__Task requirements__. In the material below, list every line carrying the string "NamespaceConfig".

__Extracted data__.
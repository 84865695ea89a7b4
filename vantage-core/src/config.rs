//! Configuration types for the cache and the request coordinator.
//!
//! All limits and TTLs are configuration. The defaults below are starting
//! points, not invariants.

use crate::error::ConfigError;
use serde::{Deserialize, Serialize};
use std::collections::BTreeMap;
use std::time::Duration;

/// Namespace holding raw scraped page content.
pub const SCRAPED_NAMESPACE: &str = "scraped";

/// Namespace holding AI analysis output.
pub const AI_ANALYSIS_NAMESPACE: &str = "ai-analysis";

/// Namespace holding combined, final analysis results.
pub const FINAL_ANALYSIS_NAMESPACE: &str = "final-analysis";

const MIB: u64 = 1024 * 1024;

// ============================================================================
// NAMESPACE CONFIGURATION
// ============================================================================

/// Limits and TTL for a single cache namespace.
#[derive(Debug, Clone, PartialEq, Serialize, Deserialize)]
pub struct NamespaceConfig {
    /// Default time-to-live for entries written without an explicit TTL.
    pub ttl: Duration,
    /// Maximum number of resident entries.
    pub max_entries: usize,
    /// Maximum estimated bytes across all resident entries.
    pub max_bytes: u64,
}

impl Default for NamespaceConfig {
    fn default() -> Self {
        Self {
            ttl: Duration::from_secs(3600),
            max_entries: 1000,
            max_bytes: 16 * MIB,
        }
    }
}

impl NamespaceConfig {
    /// Create a namespace config from explicit limits.
    pub fn new(ttl: Duration, max_entries: usize, max_bytes: u64) -> Self {
        Self {
            ttl,
            max_entries,
            max_bytes,
        }
    }

    /// Defaults for scraped page content (30 minutes).
    pub fn scraped() -> Self {
        Self::new(Duration::from_secs(30 * 60), 500, 50 * MIB)
    }

    /// Defaults for AI analysis output (24 hours).
    pub fn ai_analysis() -> Self {
        Self::new(Duration::from_secs(24 * 3600), 1000, 20 * MIB)
    }

    /// Defaults for final analysis records (7 days).
    pub fn final_analysis() -> Self {
        Self::new(Duration::from_secs(7 * 24 * 3600), 1000, 20 * MIB)
    }

    /// Set the default TTL.
    pub fn with_ttl(mut self, ttl: Duration) -> Self {
        self.ttl = ttl;
        self
    }

    /// Set the entry limit.
    pub fn with_max_entries(mut self, max: usize) -> Self {
        self.max_entries = max;
        self
    }

    /// Set the byte limit.
    pub fn with_max_bytes(mut self, max: u64) -> Self {
        self.max_bytes = max;
        self
    }

    /// Validate the limits for the named namespace.
    pub fn validate(&self, namespace: &str) -> Result<(), ConfigError> {
        if self.ttl.is_zero() {
            return Err(invalid(
                format!("{}.ttl", namespace),
                format!("{:?}", self.ttl),
                "must be greater than zero",
            ));
        }
        if self.max_entries == 0 {
            return Err(invalid(
                format!("{}.max_entries", namespace),
                "0",
                "must be greater than zero",
            ));
        }
        if self.max_bytes == 0 {
            return Err(invalid(
                format!("{}.max_bytes", namespace),
                "0",
                "must be greater than zero",
            ));
        }
        Ok(())
    }
}

// ============================================================================
// HEALTH THRESHOLDS
// ============================================================================

/// Thresholds used to flag unhealthy namespaces.
#[derive(Debug, Clone, PartialEq, Serialize, Deserialize)]
pub struct HealthThresholds {
    /// Hit rate below which a namespace is reported (0.0 to 1.0).
    pub low_hit_rate: f64,
    /// Requests a namespace must have served before its hit rate is judged.
    pub min_requests: u64,
    /// Evictions-per-put ratio above which a namespace is thrashing.
    pub thrash_ratio: f64,
    /// Puts a namespace must have seen before thrashing is judged.
    pub min_puts: u64,
    /// Fraction of a limit at which a namespace counts as near capacity.
    pub near_capacity_ratio: f64,
}

impl Default for HealthThresholds {
    fn default() -> Self {
        Self {
            low_hit_rate: 0.5,
            min_requests: 20,
            thrash_ratio: 0.5,
            min_puts: 10,
            near_capacity_ratio: 0.9,
        }
    }
}

// ============================================================================
// CACHE MANAGER CONFIGURATION
// ============================================================================

/// Configuration for the cache manager and its namespaces.
#[derive(Debug, Clone, PartialEq, Serialize, Deserialize)]
pub struct CacheManagerConfig {
    /// Per-namespace limits, keyed by namespace name.
    pub namespaces: BTreeMap<String, NamespaceConfig>,
    /// Limits for namespaces created without explicit configuration.
    pub default_namespace: NamespaceConfig,
    /// How often the background sweep runs.
    pub sweep_interval: Duration,
    /// Health report thresholds.
    pub health: HealthThresholds,
}

impl Default for CacheManagerConfig {
    fn default() -> Self {
        let mut namespaces = BTreeMap::new();
        namespaces.insert(SCRAPED_NAMESPACE.to_string(), NamespaceConfig::scraped());
        namespaces.insert(
            AI_ANALYSIS_NAMESPACE.to_string(),
            NamespaceConfig::ai_analysis(),
        );
        namespaces.insert(
            FINAL_ANALYSIS_NAMESPACE.to_string(),
            NamespaceConfig::final_analysis(),
        );

        Self {
            namespaces,
            default_namespace: NamespaceConfig::default(),
            sweep_interval: Duration::from_secs(5 * 60),
            health: HealthThresholds::default(),
        }
    }
}

impl CacheManagerConfig {
    /// Create a config with the default namespaces.
    pub fn new() -> Self {
        Self::default()
    }

    /// Configure (or replace) a namespace.
    pub fn with_namespace(mut self, name: impl Into<String>, config: NamespaceConfig) -> Self {
        self.namespaces.insert(name.into(), config);
        self
    }

    /// Set limits for unconfigured namespaces.
    pub fn with_default_namespace(mut self, config: NamespaceConfig) -> Self {
        self.default_namespace = config;
        self
    }

    /// Set the sweep interval.
    pub fn with_sweep_interval(mut self, interval: Duration) -> Self {
        self.sweep_interval = interval;
        self
    }

    /// Set the health thresholds.
    pub fn with_health_thresholds(mut self, health: HealthThresholds) -> Self {
        self.health = health;
        self
    }

    /// True if the namespace has explicit configuration.
    pub fn is_configured(&self, name: &str) -> bool {
        self.namespaces.contains_key(name)
    }

    /// Limits for a namespace, falling back to the default namespace config.
    pub fn namespace_config(&self, name: &str) -> NamespaceConfig {
        self.namespaces
            .get(name)
            .cloned()
            .unwrap_or_else(|| self.default_namespace.clone())
    }

    /// Validate every namespace and the sweep interval.
    pub fn validate(&self) -> Result<(), ConfigError> {
        for (name, config) in &self.namespaces {
            config.validate(name)?;
        }
        self.default_namespace.validate("default")?;
        if self.sweep_interval.is_zero() {
            return Err(invalid(
                "sweep_interval",
                format!("{:?}", self.sweep_interval),
                "must be greater than zero",
            ));
        }
        if !(0.0..=1.0).contains(&self.health.low_hit_rate) {
            return Err(invalid(
                "health.low_hit_rate",
                self.health.low_hit_rate.to_string(),
                "must be between 0.0 and 1.0",
            ));
        }
        Ok(())
    }
}

// ============================================================================
// COORDINATOR CONFIGURATION
// ============================================================================

/// Configuration for the single-flight request coordinator.
#[derive(Debug, Clone, PartialEq, Serialize, Deserialize)]
pub struct CoordinatorConfig {
    /// Number of tasks allowed in the Running state at once.
    pub max_concurrent: usize,
    /// How long a completed task stays joinable by late callers.
    pub completed_grace: Duration,
    /// Maximum number of Queued tasks; `None` admits without limit.
    pub max_queue_depth: Option<usize>,
}

impl Default for CoordinatorConfig {
    fn default() -> Self {
        Self {
            max_concurrent: 4,
            completed_grace: Duration::from_secs(2),
            max_queue_depth: None,
        }
    }
}

impl CoordinatorConfig {
    /// Create a config with default values.
    pub fn new() -> Self {
        Self::default()
    }

    /// Set the concurrency limit.
    pub fn with_max_concurrent(mut self, max: usize) -> Self {
        self.max_concurrent = max;
        self
    }

    /// Set the completed-task grace window.
    pub fn with_completed_grace(mut self, grace: Duration) -> Self {
        self.completed_grace = grace;
        self
    }

    /// Set (or clear) the queue depth limit.
    pub fn with_max_queue_depth(mut self, depth: Option<usize>) -> Self {
        self.max_queue_depth = depth;
        self
    }

    /// Validate the configuration.
    pub fn validate(&self) -> Result<(), ConfigError> {
        if self.max_concurrent == 0 {
            return Err(invalid(
                "max_concurrent",
                "0",
                "at least one concurrent task is required",
            ));
        }
        if self.max_queue_depth == Some(0) {
            return Err(invalid(
                "max_queue_depth",
                "0",
                "use None for an unbounded queue",
            ));
        }
        Ok(())
    }
}

fn invalid(
    field: impl Into<String>,
    value: impl Into<String>,
    reason: impl Into<String>,
) -> ConfigError {
    ConfigError::InvalidValue {
        field: field.into(),
        value: value.into(),
        reason: reason.into(),
    }
}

__Task answer__.
pub struct NamespaceConfig {
impl Default for NamespaceConfig {
impl NamespaceConfig {
    pub namespaces: BTreeMap<String, NamespaceConfig>,
    pub default_namespace: NamespaceConfig,
        namespaces.insert(SCRAPED_NAMESPACE.to_string(), NamespaceConfig::scraped());
            NamespaceConfig::ai_analysis(),
            NamespaceConfig::final_analysis(),
            default_namespace: NamespaceConfig::default(),
    pub fn with_namespace(mut self, name: impl Into<String>, config: NamespaceConfig) -> Self {
    pub fn with_default_namespace(mut self, config: NamespaceConfig) -> Self {
    pub fn namespace_config(&self, name: &str) -> NamespaceConfig {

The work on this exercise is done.